The FRB did point out several things that the police did wrong, mostly after the shooting.  Anderson and Lyles had seen the two children in the main room of the apartment, but were unaware that Lyles’ third child was sleeping in one of the bedrooms — until he came out when he heard gunshots. The officers immediately secured the apartment — and the safety of the children — when the first backup officer arrived, by getting them out of the apartment (they even took care to cover the eyes of the oldest child as they were escorting him out). However, the backup officer left the three children with a neighbor outside and returned to the apartment to help deliver medical aid to Lyles; a difficult decision at the time to be sure, but not the right thing for the children.

When supervisors arrived on the scene and Anderson and McNew came out of the apartment (replaced by other officers), the supervisors spoke to the two of them together, rather than following policy and immediately separating them before taking statements from each of them.  The FRB also found that the supervisors provided incomplete statements on their roles, actions and decisions on-scene.

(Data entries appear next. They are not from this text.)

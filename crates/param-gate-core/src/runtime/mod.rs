// crates/param-gate-core/src/runtime/mod.rs
// ============================================================================
// Module: Param Gate Runtime
// Description: Validation, evaluation, and resolution stages.
// Purpose: Turn authored schemas and live values into visibility decisions.
// Dependencies: crate::{core, interfaces}, param-logic
// ============================================================================

//! ## Overview
//! Runtime stages are pure, synchronous functions over immutable inputs.
//! Schema validation runs once at load time and yields a [`CompiledSchema`];
//! union selection, visibility, submission filtering, and field projection
//! run per value change and allocate their own outputs, so concurrent calls
//! on a shared schema need no locking.

// ============================================================================
// SECTION: Submodules
// ============================================================================

pub mod comparator;
pub mod compiled;
pub mod evaluator;
pub mod fields;
pub mod submission;
pub mod union;
pub mod validator;
pub mod visibility;

// ============================================================================
// SECTION: Re-Exports
// ============================================================================

pub use comparator::evaluate_operator;
pub use comparator::values_equal;
pub use compiled::CompiledDisplay;
pub use compiled::CompiledSchema;
pub use evaluator::LeafOutcome;
pub use evaluator::LeafRecorder;
pub use evaluator::evaluate;
pub use evaluator::evaluate_traced;
pub use fields::EffectiveField;
pub use fields::effective_fields;
pub use submission::EffectiveSubmission;
pub use submission::SubmissionOptions;
pub use submission::filter_submission;
pub use union::UnionIndex;
pub use union::UnionSelection;
pub use union::resolve_unions;
pub use union::select_variant;
pub use validator::DefectKind;
pub use validator::SchemaDefect;
pub use validator::SchemaLimits;
pub use validator::SchemaValidator;
pub use validator::ValidationResult;
pub use validator::compile;
pub use validator::validate;
pub use visibility::Resolution;
pub use visibility::VisibilityMap;
pub use visibility::resolve;
pub use visibility::resolve_visibility;
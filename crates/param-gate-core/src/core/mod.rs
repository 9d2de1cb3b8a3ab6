// crates/param-gate-core/src/core/mod.rs
// ============================================================================
// Module: Param Gate Core Types
// Description: Schema model, value tree, and query language types.
// Purpose: Provide stable, serializable types shared by every runtime stage.
// Dependencies: param-logic, serde
// ============================================================================

//! ## Overview
//! Core types are plain data: authored schemas, user values, and parsed
//! display conditions. Runtime stages in [`crate::runtime`] consume them
//! without mutation.

// ============================================================================
// SECTION: Submodules
// ============================================================================

pub mod hashing;
pub mod identifiers;
pub mod numeric;
pub mod query;
pub mod schema;
pub mod values;

// ============================================================================
// SECTION: Re-Exports
// ============================================================================

pub use hashing::DEFAULT_HASH_ALGORITHM;
pub use hashing::HashAlgorithm;
pub use hashing::HashDigest;
pub use hashing::HashError;
pub use hashing::schema_fingerprint;
pub use identifiers::FieldName;
pub use identifiers::FieldPath;
pub use identifiers::PathSegment;
pub use query::ConditionPath;
pub use query::FieldCondition;
pub use query::FieldOperator;
pub use query::QueryError;
pub use query::QueryExpression;
pub use query::QueryLimits;
pub use query::QueryParser;
pub use query::parse_query;
pub use query::render_query;
pub use schema::DisplayRules;
pub use schema::I18nText;
pub use schema::NodeEntry;
pub use schema::NodeKind;
pub use schema::ParameterNode;
pub use schema::StringConstraints;
pub use schema::UnionVariant;
pub use values::ValueTree;
pub use values::ValueTreeError;
// crates/param-gate-core/src/runtime/compiled.rs
// ============================================================================
// Module: Param Gate Compiled Schema
// Description: Validated schema with pre-parsed conditions and union indexes.
// Purpose: Share one immutable artifact across concurrent evaluations.
// Dependencies: crate::core
// ============================================================================

//! ## Overview
//! A [`CompiledSchema`] is only produced by a validation pass that found no
//! defects. It owns the authored tree, the parsed `show` / `hide` expression
//! of every node that has one, and a lookup index per union. It is immutable
//! and `Send + Sync`, so hosts compile once per schema load and share it.

// ============================================================================
// SECTION: Imports
// ============================================================================

use std::collections::BTreeMap;

use crate::core::FieldPath;
use crate::core::HashDigest;
use crate::core::HashError;
use crate::core::ParameterNode;
use crate::core::QueryExpression;
use crate::core::hashing::schema_fingerprint;
use crate::core::schema::SchemaWalk;
use crate::runtime::union::UnionIndex;

// ============================================================================
// SECTION: Compiled Display
// ============================================================================

/// Parsed display conditions of one node.
#[derive(Debug, Clone, Default, PartialEq)]
pub struct CompiledDisplay {
    /// Parsed `show` condition.
    pub show: Option<QueryExpression>,
    /// Parsed `hide` condition.
    pub hide: Option<QueryExpression>,
}

impl CompiledDisplay {
    /// Returns true when neither condition is present.
    #[must_use]
    pub const fn is_empty(&self) -> bool {
        self.show.is_none() && self.hide.is_none()
    }
}

// ============================================================================
// SECTION: Compiled Schema
// ============================================================================

/// Validated, immutable schema ready for evaluation.
#[derive(Debug, Clone)]
pub struct CompiledSchema {
    /// Authored tree.
    root: ParameterNode,
    /// Parsed conditions keyed by node address.
    conditions: BTreeMap<FieldPath, CompiledDisplay>,
    /// Union lookup data keyed by union address.
    unions: BTreeMap<FieldPath, UnionIndex>,
}

impl CompiledSchema {
    /// Assembles a compiled schema from a validated tree.
    pub(crate) fn new(
        root: ParameterNode,
        conditions: BTreeMap<FieldPath, CompiledDisplay>,
    ) -> Self {
        let unions = root
            .walk()
            .filter_map(|entry| {
                let index = UnionIndex::from_node(entry.node, &entry.address)?;
                Some((entry.address, index))
            })
            .collect();
        Self {
            root,
            conditions,
            unions,
        }
    }

    /// Returns the authored tree.
    #[must_use]
    pub const fn root(&self) -> &ParameterNode {
        &self.root
    }

    /// Walks the tree in document order.
    #[must_use]
    pub fn walk(&self) -> SchemaWalk<'_> {
        self.root.walk()
    }

    /// Returns the parsed conditions of a node.
    #[must_use]
    pub fn display(&self, address: &FieldPath) -> Option<&CompiledDisplay> {
        self.conditions.get(address)
    }

    /// Iterates over every union and its index.
    pub fn unions(&self) -> impl Iterator<Item = (&FieldPath, &UnionIndex)> {
        self.unions.iter()
    }

    /// Fingerprints the authored tree.
    ///
    /// # Errors
    ///
    /// Returns [`HashError`] when the tree cannot be canonicalized.
    pub fn fingerprint(&self) -> Result<HashDigest, HashError> {
        schema_fingerprint(&self.root)
    }
}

The reports also point out some weird things, many related to Solid Ground and its management of the complex and Lyles’ tenancy. The Force Investigative Team report details several things that came to light after the incident. One was the afore-mentioned incident where Lyles allegedly threatened a boy with a knife (which the FIT investigator discovered through a whistleblower at Solid Ground). The FIT investigator also heard from downstairs neighbors that they had made dozens of reports to Solid Ground about noise and disturbances coming from Lyles’ apartment. Further, two weeks after the incident Solid Ground contacted SPD to let them know that they suspected methamphetamine use in the apartment (though the reports don’t say how or why they suspected) and were about to test it for chemical contamination; they later reported that the apartment tested “well over the safe level of exposure.” Lyles’ toxicology report came back clean, though the forensic examiner reported that it would be undetectable in her blood stream after 12 to 30 hours; also that the methamphetamine levels in the apartment were not high enough to show up in her bloodstream. Based on this information, it’s impossible to conclude whether Lyles herself was using methamphetamines, or whether she, associates of her, or a prior tenant might have used the apartment as a meth lab. It’s also unclear whether the unsafe levels of exposure (high enough to require the cleaning crew Solid Ground hired to wear protective gear) had any effect on Lyles herself.

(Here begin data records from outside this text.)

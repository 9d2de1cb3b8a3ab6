// crates/param-gate-core/src/core/schema.rs
// ============================================================================
// Module: Param Gate Schema Model
// Description: Typed parameter definition tree and read-only traversal.
// Purpose: Represent authored parameter schemas as a closed sum type.
// Dependencies: serde, serde_json
// ============================================================================

//! ## Overview
//! A parameter schema is a tree of [`ParameterNode`]s. The node kind is a
//! closed tagged enum ([`NodeKind`]) carrying kind-specific constraints, so
//! every processing site matches exhaustively instead of inspecting loose
//! maps. Display conditions are stored raw here and parsed once by schema
//! validation.
//!
//! Wire form uses an internal `type` tag:
//!
//! ```json
//! { "name": "retries", "type": "integer", "minimum": 0, "default": 3 }
//! ```
//!
//! [`ParameterNode::walk`] enumerates nodes depth-first in document order
//! with their address, a borrowed parent link, and the enclosing union
//! variant.

// ============================================================================
// SECTION: Imports
// ============================================================================

use std::collections::BTreeMap;

use serde::Deserialize;
use serde::Serialize;
use serde_json::Value;

use crate::core::identifiers::FieldName;
use crate::core::identifiers::FieldPath;
use crate::core::identifiers::PathSegment;

// ============================================================================
// SECTION: Presentation Text
// ============================================================================

/// Localized text keyed by locale (`en_US`, `zh_Hans`, ...).
#[derive(Debug, Clone, Default, PartialEq, Eq, Serialize, Deserialize)]
#[serde(transparent)]
pub struct I18nText(BTreeMap<String, String>);

impl I18nText {
    /// Builds text from `(locale, text)` pairs.
    #[must_use]
    pub fn from_pairs<I, K, V>(pairs: I) -> Self
    where
        I: IntoIterator<Item = (K, V)>,
        K: Into<String>,
        V: Into<String>,
    {
        Self(pairs.into_iter().map(|(locale, text)| (locale.into(), text.into())).collect())
    }

    /// Returns the text for an exact locale.
    #[must_use]
    pub fn get(&self, locale: &str) -> Option<&str> {
        self.0.get(locale).map(String::as_str)
    }

    /// Returns the text of the lowest-sorted locale.
    #[must_use]
    pub fn first(&self) -> Option<&str> {
        self.0.values().next().map(String::as_str)
    }

    /// Returns true when no locale is present.
    #[must_use]
    pub fn is_empty(&self) -> bool {
        self.0.is_empty()
    }
}

// ============================================================================
// SECTION: Display Rules
// ============================================================================

/// Raw `show` / `hide` query objects as authored.
#[derive(Debug, Clone, Default, PartialEq, Serialize, Deserialize)]
pub struct DisplayRules {
    /// Baseline visibility condition.
    #[serde(default, skip_serializing_if = "Option::is_none")]
    pub show: Option<Value>,
    /// Condition that turns visibility off.
    #[serde(default, skip_serializing_if = "Option::is_none")]
    pub hide: Option<Value>,
}

impl DisplayRules {
    /// Returns true when neither condition is set.
    #[must_use]
    pub const fn is_empty(&self) -> bool {
        self.show.is_none() && self.hide.is_none()
    }
}

// ============================================================================
// SECTION: Node Kinds
// ============================================================================

/// Constraints shared by string-like kinds.
#[derive(Debug, Clone, Default, PartialEq, Eq, Serialize, Deserialize)]
pub struct StringConstraints {
    /// Allowed values.
    #[serde(default, rename = "enum", skip_serializing_if = "Option::is_none")]
    pub options: Option<Vec<String>>,
    /// Single pinned value.
    #[serde(default, rename = "const", skip_serializing_if = "Option::is_none")]
    pub constant: Option<String>,
    /// Minimum length in characters.
    #[serde(default, skip_serializing_if = "Option::is_none")]
    pub min_length: Option<u64>,
    /// Maximum length in characters.
    #[serde(default, skip_serializing_if = "Option::is_none")]
    pub max_length: Option<u64>,
}

impl StringConstraints {
    /// Returns the pinned constant: `const`, or an `enum` with one value.
    #[must_use]
    pub fn pinned_constant(&self) -> Option<&str> {
        if let Some(constant) = &self.constant {
            return Some(constant);
        }
        match self.options.as_deref() {
            Some([single]) => Some(single),
            _ => None,
        }
    }
}

/// One variant of a discriminated union.
#[derive(Debug, Clone, PartialEq, Serialize, Deserialize)]
pub struct UnionVariant {
    /// Optional presentation label.
    #[serde(default, skip_serializing_if = "Option::is_none")]
    pub label: Option<I18nText>,
    /// Variant fields, including the discriminator field.
    #[serde(default)]
    pub children: Vec<ParameterNode>,
}

/// Kind of a parameter node with kind-specific data.
#[derive(Debug, Clone, PartialEq, Serialize, Deserialize)]
#[serde(tag = "type", rename_all = "snake_case")]
pub enum NodeKind {
    /// Free text.
    String(StringConstraints),
    /// Floating-point number.
    Number {
        /// Inclusive lower bound.
        #[serde(default, skip_serializing_if = "Option::is_none")]
        minimum: Option<f64>,
        /// Inclusive upper bound.
        #[serde(default, skip_serializing_if = "Option::is_none")]
        maximum: Option<f64>,
    },
    /// Signed integer.
    Integer {
        /// Inclusive lower bound.
        #[serde(default, skip_serializing_if = "Option::is_none")]
        minimum: Option<i64>,
        /// Inclusive upper bound.
        #[serde(default, skip_serializing_if = "Option::is_none")]
        maximum: Option<i64>,
    },
    /// Boolean toggle.
    Boolean,
    /// Nested group of named fields.
    Object {
        /// Ordered child fields.
        #[serde(default)]
        children: Vec<ParameterNode>,
    },
    /// Homogeneous list.
    Array {
        /// Element schema; its name is not part of any path.
        items: Box<ParameterNode>,
        /// Minimum element count.
        #[serde(default, skip_serializing_if = "Option::is_none")]
        min_items: Option<u64>,
        /// Maximum element count.
        #[serde(default, skip_serializing_if = "Option::is_none")]
        max_items: Option<u64>,
    },
    /// Mutually exclusive variants selected by a pinned field.
    DiscriminatedUnion {
        /// Name of the field whose value selects a variant.
        discriminator: FieldName,
        /// Variants in declaration order.
        #[serde(default)]
        variants: Vec<UnionVariant>,
    },
    /// Reference to a stored credential.
    CredentialReference {
        /// Credential provider the reference belongs to.
        #[serde(default, skip_serializing_if = "Option::is_none")]
        provider: Option<String>,
    },
    /// Secret text the host encrypts at rest.
    EncryptedString(StringConstraints),
}

impl NodeKind {
    /// Returns the wire label of the kind.
    #[must_use]
    pub const fn label(&self) -> &'static str {
        match self {
            Self::String(_) => "string",
            Self::Number {
                ..
            } => "number",
            Self::Integer {
                ..
            } => "integer",
            Self::Boolean => "boolean",
            Self::Object {
                ..
            } => "object",
            Self::Array {
                ..
            } => "array",
            Self::DiscriminatedUnion {
                ..
            } => "discriminated_union",
            Self::CredentialReference {
                ..
            } => "credential_reference",
            Self::EncryptedString(_) => "encrypted_string",
        }
    }

    /// Returns true for kinds whose values the host must treat as secret.
    #[must_use]
    pub const fn is_secret(&self) -> bool {
        matches!(self, Self::EncryptedString(_))
    }
}

// ============================================================================
// SECTION: Parameter Node
// ============================================================================

/// One node of the parameter schema.
///
/// # Invariants
/// - Immutable once constructed; validation never mutates the tree.
#[derive(Debug, Clone, PartialEq, Serialize, Deserialize)]
pub struct ParameterNode {
    /// Field name, unique among siblings.
    #[serde(default = "empty_name")]
    pub name: FieldName,
    /// Kind and kind-specific constraints.
    #[serde(flatten)]
    pub kind: NodeKind,
    /// Whether the host must collect a value when visible.
    #[serde(default, skip_serializing_if = "is_false")]
    pub required: bool,
    /// Default value.
    #[serde(default, skip_serializing_if = "Option::is_none")]
    pub default: Option<Value>,
    /// Display conditions.
    #[serde(default, skip_serializing_if = "DisplayRules::is_empty")]
    pub display: DisplayRules,
    /// Presentation label.
    #[serde(default, skip_serializing_if = "Option::is_none")]
    pub label: Option<I18nText>,
    /// Presentation help text.
    #[serde(default, skip_serializing_if = "Option::is_none")]
    pub help: Option<I18nText>,
    /// Presentation placeholder.
    #[serde(default, skip_serializing_if = "Option::is_none")]
    pub placeholder: Option<I18nText>,
}

/// Serde default for nodes whose name is not addressable (array items).
fn empty_name() -> FieldName {
    FieldName::new("")
}

/// Serde helper for skipping `required: false`.
#[allow(clippy::trivially_copy_pass_by_ref, reason = "Serde skip_serializing_if signature.")]
const fn is_false(value: &bool) -> bool {
    !*value
}

impl ParameterNode {
    /// Creates a node with no display rules or presentation text.
    #[must_use]
    pub fn new(name: impl Into<String>, kind: NodeKind) -> Self {
        Self {
            name: FieldName::new(name),
            kind,
            required: false,
            default: None,
            display: DisplayRules::default(),
            label: None,
            help: None,
            placeholder: None,
        }
    }

    /// Sets the `show` condition.
    #[must_use]
    pub fn with_show(mut self, show: Value) -> Self {
        self.display.show = Some(show);
        self
    }

    /// Sets the `hide` condition.
    #[must_use]
    pub fn with_hide(mut self, hide: Value) -> Self {
        self.display.hide = Some(hide);
        self
    }

    /// Sets the default value.
    #[must_use]
    pub fn with_default(mut self, default: Value) -> Self {
        self.default = Some(default);
        self
    }

    /// Marks the node required.
    #[must_use]
    pub const fn required(mut self) -> Self {
        self.required = true;
        self
    }

    /// Walks the tree depth-first in document order, starting at this node.
    #[must_use]
    pub fn walk(&self) -> SchemaWalk<'_> {
        SchemaWalk {
            stack: vec![NodeEntry {
                node: self,
                address: FieldPath::root(),
                parent: None,
                variant: None,
                depth: 0,
            }],
        }
    }
}

// ============================================================================
// SECTION: Traversal
// ============================================================================

/// Node yielded by [`ParameterNode::walk`].
#[derive(Debug, Clone)]
pub struct NodeEntry<'a> {
    /// The node itself.
    pub node: &'a ParameterNode,
    /// Address of the node; the walk root has the empty address.
    pub address: FieldPath,
    /// Owning node (the union for variant fields), borrowed.
    pub parent: Option<&'a ParameterNode>,
    /// Variant index when the node is a direct child of a union variant.
    pub variant: Option<usize>,
    /// Distance from the walk root.
    pub depth: usize,
}

impl NodeEntry<'_> {
    /// Returns true when the node is an array element schema.
    #[must_use]
    pub fn is_array_items(&self) -> bool {
        matches!(self.address.segments().last(), Some(PathSegment::Items))
    }
}

/// Pre-order iterator over a schema tree.
#[derive(Debug)]
pub struct SchemaWalk<'a> {
    /// Pending nodes; children are pushed in reverse to pop in order.
    stack: Vec<NodeEntry<'a>>,
}

impl<'a> Iterator for SchemaWalk<'a> {
    type Item = NodeEntry<'a>;

    fn next(&mut self) -> Option<Self::Item> {
        let entry = self.stack.pop()?;
        let node = entry.node;
        let depth = entry.depth + 1;
        let mut children = Vec::new();
        match &node.kind {
            NodeKind::Object {
                children: fields,
            } => {
                for child in fields {
                    children.push(NodeEntry {
                        node: child,
                        address: entry.address.child(child.name.as_str()),
                        parent: Some(node),
                        variant: None,
                        depth,
                    });
                }
            }
            NodeKind::Array {
                items, ..
            } => children.push(NodeEntry {
                node: items,
                address: entry.address.items(),
                parent: Some(node),
                variant: None,
                depth,
            }),
            NodeKind::DiscriminatedUnion {
                variants, ..
            } => {
                for (index, variant) in variants.iter().enumerate() {
                    let base = entry.address.variant(index);
                    for child in &variant.children {
                        children.push(NodeEntry {
                            node: child,
                            address: base.child(child.name.as_str()),
                            parent: Some(node),
                            variant: Some(index),
                            depth,
                        });
                    }
                }
            }
            NodeKind::String(_)
            | NodeKind::Number {
                ..
            }
            | NodeKind::Integer {
                ..
            }
            | NodeKind::Boolean
            | NodeKind::CredentialReference {
                ..
            }
            | NodeKind::EncryptedString(_) => {}
        }
        self.stack.extend(children.into_iter().rev());
        Some(entry)
    }
}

In the immediate aftermath of the incident as news reports and information were trickling out, the City Council sent a long list of questions to SPD about the incident, its policies, and particularly how crisis intervention and de-escalation training and the use of less-lethal tools might have played a role in avoiding this tragedy. SPD’s answers (here and here) speak to the nuances of responding “in the moment,” and provide thoughtful explanations of SPD’s policies (regardless of whether they were followed to the letter in this case or not). They make for useful and informative reading.

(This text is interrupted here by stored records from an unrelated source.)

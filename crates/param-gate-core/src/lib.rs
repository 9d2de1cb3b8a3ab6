// crates/param-gate-core/src/lib.rs
// ============================================================================
// Module: Param Gate Core Library
// Description: Public API surface for the Param Gate core.
// Purpose: Expose schema types, host interfaces, and runtime stages.
// Dependencies: crate::{core, interfaces, runtime}
// ============================================================================

//! ## Overview
//! Param Gate core validates declarative parameter schemas and decides, field
//! by field, which parameters are active for a live value tree. Display
//! conditions are MongoDB-style query objects (`$and`, `$gte`, `$regex`, ...)
//! parsed once at load time; discriminated unions expose only the variant
//! their discriminator selects.
//!
//! The core performs no I/O and holds no global state. Locale handling is
//! injected through [`interfaces::TextResolver`].

// ============================================================================
// SECTION: Modules
// ============================================================================

pub mod core;
pub mod interfaces;
pub mod runtime;

// ============================================================================
// SECTION: Re-Exports
// ============================================================================

pub use core::*;

pub use interfaces::LocaleResolver;
pub use interfaces::TextResolver;
pub use runtime::CompiledSchema;
pub use runtime::DefectKind;
pub use runtime::EffectiveField;
pub use runtime::EffectiveSubmission;
pub use runtime::LeafOutcome;
pub use runtime::Resolution;
pub use runtime::SchemaDefect;
pub use runtime::SchemaLimits;
pub use runtime::SchemaValidator;
pub use runtime::SubmissionOptions;
pub use runtime::UnionSelection;
pub use runtime::ValidationResult;
pub use runtime::VisibilityMap;
pub use runtime::compile;
pub use runtime::effective_fields;
pub use runtime::evaluate;
pub use runtime::evaluate_traced;
pub use runtime::filter_submission;
pub use runtime::resolve;
pub use runtime::resolve_unions;
pub use runtime::resolve_visibility;
pub use runtime::select_variant;
pub use runtime::validate;
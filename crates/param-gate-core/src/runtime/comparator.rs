// crates/param-gate-core/src/runtime/comparator.rs
// ============================================================================
// Module: Param Gate Operator Semantics
// Description: Evaluation of query operators against resolved values.
// Purpose: Convert a possibly-missing value into a total boolean outcome.
// Dependencies: bigdecimal, serde_json, crate::core
// ============================================================================

//! ## Overview
//! Each operator receives the value at its path, or `None` when the path is
//! missing. Evaluation is total: type mismatches, missing values, and
//! non-finite arithmetic yield `false` rather than an error.
//!
//! Numbers compare by decimal value (`1 == 1.0`). Strings order
//! lexicographically by code point. No other types are ordered.

// ============================================================================
// SECTION: Imports
// ============================================================================

use std::cmp::Ordering;

use bigdecimal::Zero;
use serde_json::Number;
use serde_json::Value;

use crate::core::FieldOperator;
use crate::core::numeric::decimal_cmp;
use crate::core::numeric::truncated;

// ============================================================================
// SECTION: Operator Evaluation
// ============================================================================

/// Evaluates one operator against the value at its path.
#[must_use]
pub fn evaluate_operator(operator: &FieldOperator, value: Option<&Value>) -> bool {
    match operator {
        FieldOperator::Eq(expected) => value.is_some_and(|value| values_equal(value, expected)),
        FieldOperator::Ne(expected) => !value.is_some_and(|value| values_equal(value, expected)),
        FieldOperator::Gt(expected) => ordering(value, expected).is_some_and(Ordering::is_gt),
        FieldOperator::Gte(expected) => ordering(value, expected).is_some_and(Ordering::is_ge),
        FieldOperator::Lt(expected) => ordering(value, expected).is_some_and(Ordering::is_lt),
        FieldOperator::Lte(expected) => ordering(value, expected).is_some_and(Ordering::is_le),
        FieldOperator::In(members) => value.is_some_and(|value| matches_member(members, value)),
        FieldOperator::Nin(members) => !value.is_some_and(|value| matches_member(members, value)),
        FieldOperator::Exists(expected) => value.is_some() == *expected,
        FieldOperator::Regex(matcher) => {
            value.and_then(Value::as_str).is_some_and(|text| matcher.is_match(text))
        }
        FieldOperator::Mod {
            divisor,
            remainder,
        } => value.and_then(Value::as_number).is_some_and(|number| {
            modulo_matches(number, divisor, remainder)
        }),
        FieldOperator::Size(expected) => {
            value.and_then(Value::as_array).is_some_and(|items| items.len() == *expected)
        }
    }
}

// ============================================================================
// SECTION: Equality
// ============================================================================

/// Structural equality with decimal-aware numbers at every depth.
#[must_use]
pub fn values_equal(left: &Value, right: &Value) -> bool {
    match (left, right) {
        (Value::Number(left), Value::Number(right)) => {
            decimal_cmp(left, right).is_some_and(Ordering::is_eq)
        }
        (Value::Array(left), Value::Array(right)) => {
            left.len() == right.len()
                && left.iter().zip(right).all(|(left, right)| values_equal(left, right))
        }
        (Value::Object(left), Value::Object(right)) => {
            left.len() == right.len()
                && left.iter().all(|(key, left)| {
                    right.get(key).is_some_and(|right| values_equal(left, right))
                })
        }
        _ => left == right,
    }
}

/// Membership: the value itself, or any element of an array value, is listed.
fn matches_member(members: &[Value], value: &Value) -> bool {
    let listed = |candidate: &Value| members.iter().any(|member| values_equal(candidate, member));
    match value {
        Value::Array(items) => listed(value) || items.iter().any(listed),
        _ => listed(value),
    }
}

// ============================================================================
// SECTION: Ordering
// ============================================================================

/// Orders a resolved value against an operand.
fn ordering(value: Option<&Value>, expected: &Value) -> Option<Ordering> {
    match (value?, expected) {
        (Value::Number(left), Value::Number(right)) => decimal_cmp(left, right),
        (Value::String(left), Value::String(right)) => Some(left.cmp(right)),
        _ => None,
    }
}

// ============================================================================
// SECTION: Arithmetic
// ============================================================================

/// Checks `trunc(value) % trunc(divisor) == trunc(remainder)`.
fn modulo_matches(value: &Number, divisor: &Number, remainder: &Number) -> bool {
    let (Some(value), Some(divisor), Some(remainder)) =
        (truncated(value), truncated(divisor), truncated(remainder))
    else {
        return false;
    };
    if divisor.is_zero() {
        return false;
    }
    &value % &divisor == remainder
}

Again, none of what the Police Department has released is the “definitive truth” of what happened on the morning of June 18th when Charleena Lyles was shot; it’s simply SPD’s collective view based on the evidence they have collected, the statements of the officers involved, and the internal investigators’ work. It can and should be thoroughly reviewed by outside parties, including the OPA as they see fit, the inquest panel, community members, and elected officials. This doesn’t end the conversation on Charleena Lyles’ death, but it does move it forward.

What happened to Charleena Lyles isn’t an episode of “CSI” that wraps up cleanly in an hour. It was a messy, real-life situation with lots of loose ends and imperfect people. The one thing we do know for sure, though, is that it was a terrible tragedy.

From here we’ll see how the OPA responds, and how the inquest will proceed.